The overwhelming majority of company CEO's never reach that elusive pinnacle of success but make a good living off the process from beginning to end before moving on to another.
When a project reaches the bogged down stage Tudor Gold has now come to ... with financing having dried up for the very reason the difficulty to mine here has become reality, placing TUD somewhere within that less than 1 in 10000 camp of explorers that could possibly develop a mine and ever reach production ... with the high risk alone, those in the know generally vacate to greener pastures leaving the longs who have supported the company and will all the way down far behind.
Yes ... its the many longs, that average investor ... who make a 1 in 10000 chance doable for CEO's and early on investors to make a living from and a good buck initially, motivating them forward win or lose in attempting to prove up an economically mineable deposit throughout the exploration process .
Failing to prove up a viable resource they know is more likely than not from the getgo unbeknownst to the suckers who become die hard longs ... will never stop them out from going ahead with these undertakings.
It would only take a shortage of die hard long investors to drive the stock up and sustain a level of confidence in the sp to ever prevent them from this means of theirs of making a living.

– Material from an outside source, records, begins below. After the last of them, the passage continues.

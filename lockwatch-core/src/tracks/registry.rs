//! Track Registry
//!
//! Owns all tracks of all vessels and the vessel name table.

use std::collections::HashMap;

use super::track::Track;
use crate::sighting::{Mmsi, Sighting, VesselInfo};

/// Tracks and metadata for every vessel seen
#[derive(Debug, Default)]
pub struct TrackRegistry {
    /// All tracks per vessel, oldest first; only the last one can be active
    tracks: HashMap<Mmsi, Vec<Track>>,
    /// Vessel names
    vessels: HashMap<Mmsi, VesselInfo>,
}

impl TrackRegistry {
    pub fn new() -> Self {
        Self::default()
    }

    /// Start a new track for a vessel
    ///
    /// # Panics
    ///
    /// If the vessel already has an active track. Check [`Self::is_tracking`] first.
    pub fn start_tracking(&mut self, mmsi: Mmsi) {
        assert!(
            !self.is_tracking(mmsi),
            "vessel {} already has an active track",
            mmsi
        );
        let tracks = self.tracks.entry(mmsi).or_default();
        tracks.push(Track::new(mmsi));
        log::debug!("{}: tracking started (track #{})", mmsi, tracks.len());
    }

    /// End the active track of a vessel, if any
    pub fn stop_tracking(&mut self, mmsi: Mmsi) {
        if let Some(track) = self.active_track_mut(mmsi) {
            track.end();
            log::debug!("{}: tracking stopped after {} sightings", mmsi, track.len());
        }
    }

    pub fn is_tracking(&self, mmsi: Mmsi) -> bool {
        self.active_track(mmsi).is_some()
    }

    /// Add a sighting to the active track of its vessel
    ///
    /// Returns false (and does nothing) if the vessel is not being tracked.
    pub fn add_sighting(&mut self, sighting: &Sighting) -> bool {
        match self.active_track_mut(sighting.mmsi) {
            Some(track) => {
                track.add_sighting(*sighting);
                true
            }
            None => false,
        }
    }

    /// Get the active track of a vessel
    pub fn active_track(&self, mmsi: Mmsi) -> Option<&Track> {
        self.tracks
            .get(&mmsi)
            .and_then(|tracks| tracks.last())
            .filter(|track| track.is_active())
    }

    fn active_track_mut(&mut self, mmsi: Mmsi) -> Option<&mut Track> {
        self.tracks
            .get_mut(&mmsi)
            .and_then(|tracks| tracks.last_mut())
            .filter(|track| track.is_active())
    }

    /// Get all tracks of a vessel, oldest first
    pub fn all_tracks(&self, mmsi: Mmsi) -> &[Track] {
        self.tracks.get(&mmsi).map(Vec::as_slice).unwrap_or_default()
    }

    /// Get all vessels with an active track, in ascending MMSI order
    pub fn tracked_vessels(&self) -> Vec<Mmsi> {
        let mut vessels: Vec<Mmsi> = self
            .tracks
            .iter()
            .filter(|(_, tracks)| tracks.last().is_some_and(Track::is_active))
            .map(|(mmsi, _)| *mmsi)
            .collect();
        vessels.sort_unstable();
        vessels
    }

    /// Record the name of a vessel
    ///
    /// The first non-empty name wins; later names are ignored.
    /// Returns true if the name was stored.
    pub fn set_vessel_info(&mut self, mmsi: Mmsi, name: &str) -> bool {
        let name = name.trim();
        if name.is_empty() || self.vessels.contains_key(&mmsi) {
            return false;
        }
        self.vessels.insert(
            mmsi,
            VesselInfo {
                mmsi,
                name: name.to_string(),
            },
        );
        true
    }

    /// Look up vessel metadata
    pub fn vessel_info(&self, mmsi: Mmsi) -> Option<&VesselInfo> {
        self.vessels.get(&mmsi)
    }

    /// Get number of vessels with any track
    pub fn vessel_count(&self) -> usize {
        self.tracks.len()
    }
}

#[cfg(test)]
mod tests {
    use super::*;
    use crate::sighting::Position;
    use chrono::DateTime;

    fn at(mmsi: Mmsi, secs: i64) -> Sighting {
        Sighting::new(
            mmsi,
            DateTime::from_timestamp(secs, 0).unwrap(),
            Position::new(47.66, -122.39),
        )
    }

    #[test]
    fn test_start_stop() {
        let mut registry = TrackRegistry::new();

        assert!(!registry.is_tracking(1));
        registry.start_tracking(1);
        assert!(registry.is_tracking(1));
        assert_eq!(registry.tracked_vessels(), vec![1]);

        registry.stop_tracking(1);
        assert!(!registry.is_tracking(1));
        assert!(registry.active_track(1).is_none());
        assert!(registry.tracked_vessels().is_empty());

        // Stopping again is a no-op
        registry.stop_tracking(1);
        registry.stop_tracking(2);
    }

    #[test]
    #[should_panic(expected = "already has an active track")]
    fn test_double_start_panics() {
        let mut registry = TrackRegistry::new();
        registry.start_tracking(1);
        registry.start_tracking(1);
    }

    #[test]
    fn test_add_sighting_untracked_is_noop() {
        let mut registry = TrackRegistry::new();

        assert!(!registry.add_sighting(&at(1, 0)));
        assert!(registry.all_tracks(1).is_empty());
        assert_eq!(registry.vessel_count(), 0);
    }

    #[test]
    fn test_add_sighting_keeps_order() {
        let mut registry = TrackRegistry::new();
        registry.start_tracking(1);

        assert!(registry.add_sighting(&at(1, 20)));
        assert!(registry.add_sighting(&at(1, 30)));
        assert!(registry.add_sighting(&at(1, 10)));

        let track = registry.active_track(1).unwrap();
        assert_eq!(track.len(), 3);
        assert_eq!(track.first().unwrap().when.timestamp(), 10);
        assert_eq!(track.last().unwrap().when.timestamp(), 30);
    }

    #[test]
    fn test_multiple_episodes() {
        let mut registry = TrackRegistry::new();

        registry.start_tracking(1);
        registry.add_sighting(&at(1, 0));
        registry.stop_tracking(1);

        // Ended tracks are frozen
        assert!(!registry.add_sighting(&at(1, 5)));

        registry.start_tracking(1);
        registry.add_sighting(&at(1, 10));
        registry.add_sighting(&at(1, 11));

        let tracks = registry.all_tracks(1);
        assert_eq!(tracks.len(), 2);
        assert!(!tracks[0].is_active());
        assert_eq!(tracks[0].len(), 1);
        assert!(tracks[1].is_active());
        assert_eq!(tracks[1].len(), 2);
    }

    #[test]
    fn test_vessels_are_independent() {
        let mut registry = TrackRegistry::new();

        registry.start_tracking(1);
        registry.start_tracking(2);
        registry.add_sighting(&at(2, 0));

        assert!(registry.active_track(1).unwrap().is_empty());
        assert_eq!(registry.active_track(2).unwrap().len(), 1);
    }

    #[test]
    fn test_vessel_info_first_name_wins() {
        let mut registry = TrackRegistry::new();

        assert!(registry.vessel_info(1).is_none());
        assert!(!registry.set_vessel_info(1, "  "));
        assert!(registry.vessel_info(1).is_none());

        assert!(registry.set_vessel_info(1, "ISLAND QUEEN"));
        assert!(!registry.set_vessel_info(1, "OTHER NAME"));
        assert_eq!(registry.vessel_info(1).unwrap().name, "ISLAND QUEEN");
        assert_eq!(registry.vessel_info(1).unwrap().mmsi, 1);
    }
}
//! # Lockwatch Core
//!
//! Platform-independent detection of vessel transits through a navigation
//! lock, driven by a time-ordered stream of AIS position reports.
//!
//! This crate contains the pure detection logic with **zero I/O dependencies**.
//! Records reach it through the [`SightingSource`] trait, so the same pipeline
//! runs over a CSV file, a live feed adapter or a test fixture.
//!
//! ## Architecture
//!
//! ```text
//! ┌────────────────┐   ┌───────────────────────────────────────────────┐
//! │ SightingSource │──▶│ Watcher                                       │
//! └────────────────┘   │  ├── zones/    ZoneOccupancy per zone ──┐      │
//!                      │  │             (Entered/Within/Exited)  │      │
//!                      │  ├── transit/  TransitCorrelator ◀──────┘      │
//!                      │  │             start/stop tracks, Locking      │
//!                      │  └── tracks/   TrackRegistry (one active       │
//!                      │                track per vessel)               │
//!                      └───────────────────────────────────────────────┘
//! ```
//!
//! ## Key Modules
//!
//! - [`zones`] - Zone geometry and per-zone occupancy state machine
//! - [`tracks`] - Per-vessel track lifecycle and vessel names
//! - [`transit`] - Correlation of zone events into lock transits
//! - [`watcher`] - The dispatcher tying everything together
//! - [`source`] - Pull-based record source abstraction
//! - [`config`] - Lock configuration (zones and east side)
//!
//! ## Example
//!
//! ```rust
//! use chrono::DateTime;
//! use lockwatch_core::{AisRecord, LockConfig, MemorySource, Position, Sighting, StopReason, Watcher};
//!
//! let mut watcher = Watcher::new(&LockConfig::ballard_locks()).unwrap();
//!
//! let at = |secs, lat, lon| -> AisRecord {
//!     Sighting::new(366_000_001, DateTime::from_timestamp(secs, 0).unwrap(), Position::new(lat, lon)).into()
//! };
//! let mut source = MemorySource::new(vec![
//!     at(0, 47.6646, -122.3919),    // east side
//!     at(600, 47.6660, -122.3975),  // in the chamber
//!     at(1200, 47.6667, -122.4022), // west side
//!     at(1500, 47.6700, -122.4200), // gone
//! ]);
//!
//! assert_eq!(watcher.run(&mut source), Ok(StopReason::EndOfStream));
//! assert_eq!(watcher.lockings().len(), 1);
//! assert_eq!(watcher.lockings()[0].direction.to_string(), "west");
//! ```

pub mod config;
pub mod error;
pub mod sighting;
pub mod source;
pub mod tracks;
pub mod transit;
pub mod watcher;
pub mod zones;

// Re-export commonly used types
pub use config::{LockConfig, ZoneConfig};
pub use error::{ConfigError, SourceError, WatchError};
pub use sighting::{AisRecord, Mmsi, Position, Sighting, VesselInfo};
pub use source::{MemorySource, SightingSource};
pub use tracks::{Track, TrackRegistry};
pub use transit::{Direction, Locking, TransitCorrelator};
pub use watcher::{StopReason, TransitListener, Watcher, ZoneListener};
pub use zones::{OccupancyEntry, Zone, ZoneActivity, ZoneOccupancy, ZoneShape, ZoneStatus};
//! Sighting source abstraction.
//!
//! The watcher pulls records one at a time through [`SightingSource`], so the
//! same pipeline runs over a CSV file, a replayed capture or a test fixture.
//!
//! # Design
//!
//! The trait is **pull-based** and blocking: the only place the pipeline waits
//! is inside [`SightingSource::next_record`]. End of stream and failure are
//! reported separately so the caller can tell them apart.

use std::collections::VecDeque;

use crate::error::SourceError;
use crate::sighting::AisRecord;

/// A stream of AIS records
pub trait SightingSource {
    /// Get the next record
    ///
    /// Returns `Ok(None)` at end of stream. An error also ends the stream.
    fn next_record(&mut self) -> Result<Option<AisRecord>, SourceError>;
}

impl<S: SightingSource + ?Sized> SightingSource for &mut S {
    fn next_record(&mut self) -> Result<Option<AisRecord>, SourceError> {
        (**self).next_record()
    }
}

impl<S: SightingSource + ?Sized> SightingSource for Box<S> {
    fn next_record(&mut self) -> Result<Option<AisRecord>, SourceError> {
        (**self).next_record()
    }
}

/// Replays records held in memory, optionally ending with an error
#[derive(Debug, Default)]
pub struct MemorySource {
    records: VecDeque<AisRecord>,
    error: Option<SourceError>,
}

impl MemorySource {
    pub fn new(records: impl IntoIterator<Item = AisRecord>) -> Self {
        MemorySource {
            records: records.into_iter().collect(),
            error: None,
        }
    }

    /// Fail with `error` once all records have been delivered
    pub fn with_error(mut self, error: SourceError) -> Self {
        self.error = Some(error);
        self
    }

    /// Records not yet delivered
    pub fn remaining(&self) -> usize {
        self.records.len()
    }
}

impl SightingSource for MemorySource {
    fn next_record(&mut self) -> Result<Option<AisRecord>, SourceError> {
        if let Some(record) = self.records.pop_front() {
            return Ok(Some(record));
        }
        match self.error.take() {
            Some(e) => Err(e),
            None => Ok(None),
        }
    }
}

#[cfg(test)]
mod tests {
    use super::*;
    use crate::sighting::{Position, Sighting};
    use chrono::DateTime;

    fn record(mmsi: u32) -> AisRecord {
        Sighting::new(
            mmsi,
            DateTime::from_timestamp(0, 0).unwrap(),
            Position::new(0.0, 0.0),
        )
        .into()
    }

    #[test]
    fn test_memory_source_end_of_stream() {
        let mut source = MemorySource::new(vec![record(1), record(2)]);

        assert_eq!(source.next_record().unwrap().unwrap().sighting.mmsi, 1);
        assert_eq!(source.remaining(), 1);
        assert_eq!(source.next_record().unwrap().unwrap().sighting.mmsi, 2);
        assert_eq!(source.next_record(), Ok(None));
        assert_eq!(source.next_record(), Ok(None));
    }

    #[test]
    fn test_memory_source_error() {
        let error = SourceError::Parse {
            line: 3,
            message: "bad".to_string(),
        };
        let mut source = MemorySource::new(vec![record(1)]).with_error(error.clone());

        assert!(source.next_record().unwrap().is_some());
        assert_eq!(source.next_record(), Err(error));
        assert_eq!(source.next_record(), Ok(None));
    }
}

And so, it goes and it goes ...
Until it all breaks down and when it does as its doing now at Tudor Gold, when the gamble has played itself out - walking away more often than not from a gold discovery no matter how many ounces have been proven up, low grade deep and uneconomical to mine, if they aren't economical to mine as is the main reason stopping out the PEA study from continuation here - then best decisions at times like these are made where the potential profit doesn't justify the huge allocation of resources - then so leaving it behind really does become the right move to make before the company loses further traction.